By 1909 he was treasurer of the Nairobi Club, Secretary of the Brokers’ Association, Visiting Justice to the Gaol and to the Reformatory for Juvenile Offenders, a member of the Nairobi Municipal Council and a member of the Legislative Council. In the same year his second son Mervyn Hugh was born on 13th of April. The following year Ada and the children went to South Africa for a few months and were joined later by Herbert. When the First World War began Ada and Mervyn moved to a farm named Melrose, 30 miles from near Nairobi, near Thika. Dudley was at the government school in Nairobi and Herbert had gone down to Cape Town needing specialist treatment for wounds sustained in the Boer War.

Herbert Cowie (7) attends a family wedding on 22 July 1912 between Ina Edwards (nee Harries) and Oswald John (OJ) Edwards. Some of those in the photo are identified and numbered. 1. OJ Edwards; 2. Ina Edwards (nee Harries); 3. Gran Harries; 4. AC Harries; 6. Ted Stocker; 7. Herbert Cowie; 8. May Stocker; 9. Ray Brummidge; 10. Bobs Harries.

Melrose was the usual grass huts with walls plastered with cow dung. There was no mains water or electricity and the farm was remote, with no neighbours for miles. The kitchen was flattened oil drums covering three stones on the ground. Water was carried in cans from a spring about a mile away. Everything had to be put away at night, out of the reach of hyenas. Lions circled the huts at night. Supplies came by train from Nairobi along the Thika tramway and were dropped off along the line. Herbert returned from South Africa in 1916 and the family moved back to Nairobi to a large house called Daraja overlooking the Ainsworth Bridge, equipped with electric light and piped water. As the war continued, Ada welcomed men back from the front into her house and it became a sort of hostel, with camp beds in garages and tents in the garden.
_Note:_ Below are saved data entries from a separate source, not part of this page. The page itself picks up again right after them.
pub use crate::config::*;
use crate::{RespondentCatalog, ReviewStore};

use log::{debug, info};

/// The state machine behind the three presentations: respondent list,
/// single-respondent detail, cross-reviewer summary.
///
/// The controller owns the catalog and the review store, holds the shared
/// filter state of the list view, and applies every user action as one
/// discrete mutation. Each mutating call returns a [`ViewEvent`] so the
/// rendering layer can subscribe without the controller knowing anything
/// about a UI toolkit.
///
/// ```
/// use survey_review::*;
///
/// let mut catalog = RespondentCatalog::new();
/// catalog.load(vec![Respondent {
///     name: Some("Alice".to_string()),
///     answers: vec![("Q1".to_string(), "yes".to_string())],
/// }]);
/// let store = ReviewStore::hydrate(Box::new(MemoryState::default()));
///
/// let mut controller = ViewController::new(catalog, store);
/// // Opening a detail view requires a reviewer name.
/// assert_eq!(controller.open_detail(0), ViewEvent::ReviewerRequired);
/// controller.set_reviewer("Pat");
/// assert_eq!(controller.open_detail(0), ViewEvent::Refreshed);
/// controller.set_status(ReviewStatus::Approved);
/// assert_eq!(
///     controller.store().get("Alice", "Pat").and_then(|r| r.status),
///     Some(ReviewStatus::Approved)
/// );
/// ```
pub struct ViewController {
    catalog: RespondentCatalog,
    store: ReviewStore,
    view: ViewState,
    search_text: String,
    status_filter: StatusFilter,
    selected_user: Option<String>,
    reviewer: String,
}

impl ViewController {
    pub fn new(catalog: RespondentCatalog, store: ReviewStore) -> ViewController {
        ViewController {
            catalog,
            store,
            view: ViewState::List,
            search_text: String::new(),
            status_filter: StatusFilter::All,
            selected_user: None,
            reviewer: String::new(),
        }
    }

    pub fn view(&self) -> ViewState {
        self.view
    }

    pub fn catalog(&self) -> &RespondentCatalog {
        &self.catalog
    }

    pub fn store(&self) -> &ReviewStore {
        &self.store
    }

    pub fn reviewer(&self) -> &str {
        &self.reviewer
    }

    pub fn search_text(&self) -> &str {
        &self.search_text
    }

    pub fn status_filter(&self) -> StatusFilter {
        self.status_filter
    }

    pub fn selected_user(&self) -> Option<&str> {
        self.selected_user.as_deref()
    }

    /// Sets the active reviewer. The name is trimmed; reviewer identity is
    /// whatever was typed into the name field.
    pub fn set_reviewer(&mut self, name: &str) -> ViewEvent {
        let trimmed = name.trim();
        if trimmed == self.reviewer {
            return ViewEvent::Unchanged;
        }
        self.reviewer = trimmed.to_string();
        ViewEvent::Refreshed
    }

    /// Swaps in a freshly loaded dataset and returns to the list view. Review
    /// records keyed by identities of the previous dataset stay in the store.
    pub fn load_catalog(&mut self, records: Vec<Respondent>) -> ViewEvent {
        self.catalog.load(records);
        self.view = ViewState::List;
        ViewEvent::Refreshed
    }

    /// Sets the free-text search. Search and the discrete user selection are
    /// mutually exclusive entry points into the same filter, so any typed
    /// search clears the selection.
    pub fn set_search(&mut self, text: &str) -> ViewEvent {
        self.selected_user = None;
        self.search_text = text.to_string();
        ViewEvent::Refreshed
    }

    /// Selects a user from the discrete picker, overwriting the search text
    /// with that identity. `None` clears both.
    pub fn select_user(&mut self, name: Option<&str>) -> ViewEvent {
        match name {
            Some(n) => {
                self.search_text = n.to_string();
                self.selected_user = Some(n.to_string());
            }
            None => {
                self.search_text.clear();
                self.selected_user = None;
            }
        }
        ViewEvent::Refreshed
    }

    pub fn set_status_filter(&mut self, filter: StatusFilter) -> ViewEvent {
        self.status_filter = filter;
        ViewEvent::Refreshed
    }

    /// The catalog indices of the respondents passing the current filters,
    /// in catalog order. Recomputed on every call, so re-entering the list
    /// view always reflects the current store and filters.
    pub fn visible(&self) -> Vec<usize> {
        self.catalog
            .all()
            .iter()
            .enumerate()
            .filter(|(_, r)| self.passes_filters(r))
            .map(|(idx, _)| idx)
            .collect()
    }

    /// Opens the detail view of the respondent at `index`. Refused with a
    /// user-facing prompt when no reviewer name is set; nothing changes in
    /// that case.
    pub fn open_detail(&mut self, index: usize) -> ViewEvent {
        if self.reviewer.is_empty() {
            info!("open_detail: refused, no reviewer name set");
            return ViewEvent::ReviewerRequired;
        }
        if self.catalog.get(index).is_none() {
            debug!("open_detail: index {} out of range", index);
            return ViewEvent::Unchanged;
        }
        self.view = ViewState::Detail(index);
        ViewEvent::Refreshed
    }

    /// Returns to the list view from detail or summary.
    pub fn back(&mut self) -> ViewEvent {
        match self.view {
            ViewState::List => ViewEvent::Unchanged,
            _ => {
                self.view = ViewState::List;
                ViewEvent::Refreshed
            }
        }
    }

    /// Enters the summary view. Allowed from any state.
    pub fn open_summary(&mut self) -> ViewEvent {
        self.view = ViewState::Summary;
        ViewEvent::Refreshed
    }

    /// The respondent currently opened in the detail view.
    pub fn detail(&self) -> Option<&Respondent> {
        match self.view {
            ViewState::Detail(index) => self.catalog.get(index),
            _ => None,
        }
    }

    /// Records the active reviewer's status for the respondent open in the
    /// detail view. Outside the detail view this is a no-op.
    pub fn set_status(&mut self, status: ReviewStatus) -> ViewEvent {
        let identity = match self.detail() {
            Some(r) => r.identity_or_unknown().to_string(),
            None => return ViewEvent::Unchanged,
        };
        self.store.set_status(&identity, &self.reviewer, status);
        ViewEvent::Refreshed
    }

    /// Records the active reviewer's comment for the respondent open in the
    /// detail view. Outside the detail view this is a no-op.
    pub fn set_comment(&mut self, text: &str) -> ViewEvent {
        let identity = match self.detail() {
            Some(r) => r.identity_or_unknown().to_string(),
            None => return ViewEvent::Unchanged,
        };
        self.store.set_comment(&identity, &self.reviewer, text);
        ViewEvent::Refreshed
    }

    /// List-view color coding for the respondent at `index`: the active
    /// reviewer's own record when present, else the latest record by anyone.
    pub fn indicator(&self, index: usize) -> Indicator {
        let respondent = match self.catalog.get(index) {
            Some(r) => r,
            None => return Indicator::Neutral,
        };
        let latest = self
            .store
            .latest_for(respondent.identity_or_unknown(), &self.reviewer);
        Indicator::from_status(latest.and_then(|r| r.status))
    }

    /// The active reviewer's own record for the respondent at `index`, for
    /// the "your rating" badge.
    pub fn own_record(&self, index: usize) -> Option<&RatingRecord> {
        if self.reviewer.is_empty() {
            return None;
        }
        let respondent = self.catalog.get(index)?;
        self.store.get(respondent.identity_or_unknown(), &self.reviewer)
    }

    // A respondent passes when its identity contains the search text
    // (case-folded; empty search matches everyone, a missing identity fails
    // any non-empty search) and at least one reviewer's record matches the
    // status filter.
    fn passes_filters(&self, respondent: &Respondent) -> bool {
        let search = self.search_text.to_lowercase();
        let name_match = search.is_empty()
            || match respondent.identity() {
                Some(name) => name.to_lowercase().contains(&search),
                None => false,
            };
        if !name_match {
            return false;
        }
        match self.status_filter {
            StatusFilter::All => true,
            StatusFilter::Only(status) => self
                .store
                .has_status(respondent.identity_or_unknown(), status),
        }
    }
}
In 1921 the boys were sent to England for their education.

Towards the end of 1926 the family moved out to Mbagathi, Langata, living in a grass hut while their new house, Kikenni, was built. Dudley worked in the Treasury in Nairobi and Mervyn was articled to a firm of chartered accountants. The two sons were both keen fliers, at the airstrip on the Ngong Road. On 12 March 1928 Maia Carberry, who had completed an epic flight from Mombasa to Nairobi, invited the boys to join her in her plane. Mervyn flew first, without incident, but when Dudley went up with Maia, the aircraft went into a spin and crashed, killing them both. Ada was devastated at the loss of her 22-year-old son and Mervyn did not fly again until both his parents had died. Ada suffered a second blow when Herbert died on 31 July 1937, at the age of sixty-seven. He had suffered from his Boer War wounds for many years, latterly becoming disabled and eventually an invalid. He was buried at Forest Road Cemetery, Nairobi, and Ada continued to live at Kikenni, dying on 17 October 1955, when she joined her husband and son in Forest Road.

Her second son, Mervyn Cowie, went on to win international recognition as the founder of Kenya’s National Parks.